- Hangul: 윤광조
- Hanja: 尹光照
- RR: Yun Gwangjo
- MR: Yun Kwangjo

= Yoon Kwang-cho =

South Korean ceramic artist (born 1946)

Yoon Kwang-cho (born January 30, 1946) is a South Korean ceramic artist.

His works have been shown at the Philadelphia Museum of Art, the Seattle Art Museum and the Birmingham Museum of Art in Alabama, and are part of the regular collections of The Metropolitan Museum of Art, the British Museum, the Royal Museum of Mariemont and the Smithsonian National Museum of Natural History.

In 2004, he won the "Artist of the Year" award from the National Museum of Contemporary Art, Korea, for his significant contribution to the development of Korean contemporary ceramic art. In 2008, he was given the Kyung-Ahm Prize. His studio is in Gyeongju, South Korea.

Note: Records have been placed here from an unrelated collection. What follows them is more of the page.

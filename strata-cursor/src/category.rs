//! Traversal categories.
//!
//! Every cursor declares one of five zero-sized tags. The tags form a
//! refinement lattice:
//!
//! ```text
//! input  <  forward  <  bidirectional  <  random_access
//! output                                   (separate root)
//! ```
//!
//! The lattice is available both at the type level, through [`Refines`], and
//! as a const-evaluable value, through [`CategoryKind::refines`], so generic
//! algorithms can pick a strategy with a plain `if` that the optimizer folds.

/// Runtime mirror of the category tags.
#[derive(Clone, Copy, Debug, PartialEq, Eq, Hash)]
pub enum CategoryKind {
    /// Single-pass, read-only traversal.
    Input,
    /// Single-pass, write-only traversal.
    Output,
    /// Multi-pass traversal.
    Forward,
    /// Multi-pass traversal in both directions.
    Bidirectional,
    /// Constant-time jumps and distances.
    RandomAccess,
}

impl CategoryKind {
    /// Returns `true` if `self` is `base` or a refinement of it.
    #[inline]
    pub const fn refines(self, base: CategoryKind) -> bool {
        match (self, base) {
            (CategoryKind::Output, CategoryKind::Output) => true,
            (CategoryKind::Output, _) | (_, CategoryKind::Output) => false,
            _ => self.rank() >= base.rank(),
        }
    }

    /// Returns `true` for [`CategoryKind::RandomAccess`].
    #[inline]
    pub const fn is_random_access(self) -> bool {
        matches!(self, CategoryKind::RandomAccess)
    }

    const fn rank(self) -> u8 {
        match self {
            CategoryKind::Input | CategoryKind::Output => 0,
            CategoryKind::Forward => 1,
            CategoryKind::Bidirectional => 2,
            CategoryKind::RandomAccess => 3,
        }
    }
}

/// A category tag type.
pub trait Category: Copy + Default + Send + Sync + 'static {
    /// The runtime value of this tag.
    const KIND: CategoryKind;
}

/// Type-level refinement: `Self` can be used wherever `Base` is expected.
///
/// Every tag refines itself.
pub trait Refines<Base: Category>: Category {}

/// Single-pass read-only traversal.
#[derive(Clone, Copy, Debug, Default, PartialEq, Eq, Hash)]
pub struct InputTag;

/// Single-pass write-only traversal.
#[derive(Clone, Copy, Debug, Default, PartialEq, Eq, Hash)]
pub struct OutputTag;

/// Multi-pass traversal.
#[derive(Clone, Copy, Debug, Default, PartialEq, Eq, Hash)]
pub struct ForwardTag;

/// Multi-pass traversal in both directions.
#[derive(Clone, Copy, Debug, Default, PartialEq, Eq, Hash)]
pub struct BidirectionalTag;

/// Constant-time jumps and distances.
#[derive(Clone, Copy, Debug, Default, PartialEq, Eq, Hash)]
pub struct RandomAccessTag;

impl Category for InputTag {
    const KIND: CategoryKind = CategoryKind::Input;
}

impl Category for OutputTag {
    const KIND: CategoryKind = CategoryKind::Output;
}

impl Category for ForwardTag {
    const KIND: CategoryKind = CategoryKind::Forward;
}

impl Category for BidirectionalTag {
    const KIND: CategoryKind = CategoryKind::Bidirectional;
}

impl Category for RandomAccessTag {
    const KIND: CategoryKind = CategoryKind::RandomAccess;
}

macro_rules! refines {
    ($tag:ty => $($base:ty),+) => {
        $(impl Refines<$base> for $tag {})+
    };
}

refines!(InputTag => InputTag);
refines!(OutputTag => OutputTag);
refines!(ForwardTag => ForwardTag, InputTag);
refines!(BidirectionalTag => BidirectionalTag, ForwardTag, InputTag);
refines!(RandomAccessTag => RandomAccessTag, BidirectionalTag, ForwardTag, InputTag);

#[cfg(test)]
mod tests {
    use super::*;

    fn requires_forward<C: Refines<ForwardTag>>() -> CategoryKind {
        C::KIND
    }

    #[test]
    fn lattice_is_reflexive() {
        for kind in [
            CategoryKind::Input,
            CategoryKind::Output,
            CategoryKind::Forward,
            CategoryKind::Bidirectional,
            CategoryKind::RandomAccess,
        ] {
            assert!(kind.refines(kind));
        }
    }

    #[test]
    fn lattice_order() {
        assert!(CategoryKind::RandomAccess.refines(CategoryKind::Input));
        assert!(CategoryKind::Bidirectional.refines(CategoryKind::Forward));
        assert!(!CategoryKind::Forward.refines(CategoryKind::Bidirectional));
        assert!(!CategoryKind::Input.refines(CategoryKind::Forward));
    }

    #[test]
    fn output_is_separate_root() {
        assert!(!CategoryKind::Output.refines(CategoryKind::Input));
        assert!(!CategoryKind::Input.refines(CategoryKind::Output));
        assert!(!CategoryKind::RandomAccess.refines(CategoryKind::Output));
    }

    #[test]
    fn type_level_refinement() {
        assert_eq!(requires_forward::<ForwardTag>(), CategoryKind::Forward);
        assert_eq!(
            requires_forward::<RandomAccessTag>(),
            CategoryKind::RandomAccess
        );
    }

    #[test]
    fn kind_is_const() {
        const RA: bool = RandomAccessTag::KIND.is_random_access();
        assert!(RA);
        assert!(!BidirectionalTag::KIND.is_random_access());
    }
}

==Style and nature of his work==
Yoon specializes in his own variants on the traditional Korean ceramic style called buncheong. He has modified this style, using angular shapes decorated with brushwork in white. He often represents aspects of Kyongju in his work.

==Biography==
Yoon Kwang-cho was born in Hamhung, present-day North Korea. He attended school in South Korea, graduating from Hong-Ik University in Seoul in 1973. He then studied at the Karatsu Kiln in Japan (an age-old center for Korean ceramics), becoming inspired to work in the traditional Korean pottery known as buncheong.